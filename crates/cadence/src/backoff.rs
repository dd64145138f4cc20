//! Delay generation for retrying a failing unit of work.

use std::time::Duration;

use ::backoff::ExponentialBackoff;
use ::backoff::backoff::Backoff;

/// Delay before the first retry.
const INITIAL_DELAY: Duration = Duration::from_secs(1);

/// Ceiling on the delay between retries.
const MAX_DELAY: Duration = Duration::from_secs(60);

/// Exponential backoff with jitter for consecutive work failures.
///
/// Delays roughly double from [`INITIAL_DELAY`] up to [`MAX_DELAY`], with
/// randomized jitter so many drivers recovering from the same outage do not
/// retry in lockstep. [`reset`](Self::reset) restores the base delay after a
/// successful iteration.
#[derive(Debug)]
pub(crate) struct RetryBackoff {
    inner: ExponentialBackoff,
}

impl RetryBackoff {
    pub(crate) fn new() -> Self {
        Self {
            inner: ExponentialBackoff {
                initial_interval: INITIAL_DELAY,
                max_interval: MAX_DELAY,
                multiplier: 2.0,
                max_elapsed_time: None, // Retry forever
                ..Default::default()
            },
        }
    }

    /// Next delay to sleep before re-attempting the work.
    pub(crate) fn next_delay(&mut self) -> Duration {
        // max_elapsed_time is None, so next_backoff never gives up
        self.inner.next_backoff().unwrap_or(MAX_DELAY)
    }

    /// Restore the initial delay after a successful iteration.
    pub(crate) fn reset(&mut self) {
        self.inner.reset();
    }
}
//! Error types for the driver.

use std::fmt;

use thiserror::Error;

/// Stable classification of work and hook failures.
///
/// The driver never inspects failure payloads; it matches a failure's kind
/// against the driver's retryable set to decide between backoff-and-continue
/// and propagation. [`FailureKind::External`] is the escape hatch for
/// host-defined transient conditions.
#[derive(Debug, Clone, PartialEq, Eq, Hash)]
pub enum FailureKind {
    /// I/O failure (sockets, files, pipes).
    Io,
    /// Operation timed out.
    Timeout,
    /// An established connection was lost.
    ConnectionLost,
    /// Peer violated the expected protocol.
    Protocol,
    /// Remote side asked us to slow down.
    RateLimited,
    /// Host-defined category.
    External(String),
}

impl fmt::Display for FailureKind {
    fn fmt(&self, f: &mut fmt::Formatter<'_>) -> fmt::Result {
        match self {
            Self::Io => f.write_str("io"),
            Self::Timeout => f.write_str("timeout"),
            Self::ConnectionLost => f.write_str("connection lost"),
            Self::Protocol => f.write_str("protocol"),
            Self::RateLimited => f.write_str("rate limited"),
            Self::External(tag) => write!(f, "external:{tag}"),
        }
    }
}

/// A failure reported by the unit of work or a lifecycle hook.
#[derive(Debug, Clone, Error)]
#[error("{kind}: {message}")]
pub struct WorkError {
    kind: FailureKind,
    message: String,
}

impl WorkError {
    /// Create a new work error with the given classification.
    pub fn new(kind: FailureKind, message: impl Into<String>) -> Self {
        Self {
            kind,
            message: message.into(),
        }
    }

    /// The failure's category.
    pub fn kind(&self) -> &FailureKind {
        &self.kind
    }

    /// Human-readable detail.
    pub fn message(&self) -> &str {
        &self.message
    }
}

/// Which lifecycle hook failed.
#[derive(Debug, Clone, Copy, PartialEq, Eq)]
pub enum HookKind {
    /// The setup hook, invoked once before the first iteration.
    Before,
    /// The teardown hook, invoked once after the loop ends.
    After,
}

impl fmt::Display for HookKind {
    fn fmt(&self, f: &mut fmt::Formatter<'_>) -> fmt::Result {
        match self {
            Self::Before => f.write_str("before"),
            Self::After => f.write_str("after"),
        }
    }
}

/// Errors surfaced by driver construction, start, or the running loop.
#[derive(Debug, Error)]
pub enum DriverError {
    /// Invalid construction or registration arguments.
    #[error("invalid driver configuration: {0}")]
    Configuration(String),

    /// A run is already in flight for this driver.
    #[error("driver is already running")]
    AlreadyRunning,

    /// The work failed with a non-retryable failure, or retry is disabled.
    #[error("task failed: {0}")]
    Fatal(#[source] WorkError),

    /// A lifecycle hook failed.
    #[error("{hook} hook failed: {source}")]
    Hook {
        /// Which hook failed.
        hook: HookKind,
        /// The failure the hook reported.
        #[source]
        source: WorkError,
    },
}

> [Required work] Show each line of the listing that holds the string "External".

> [Expected answer]
/// and propagation. [`FailureKind::External`] is the escape hatch for
    External(String),
            Self::External(tag) => write!(f, "external:{tag}"),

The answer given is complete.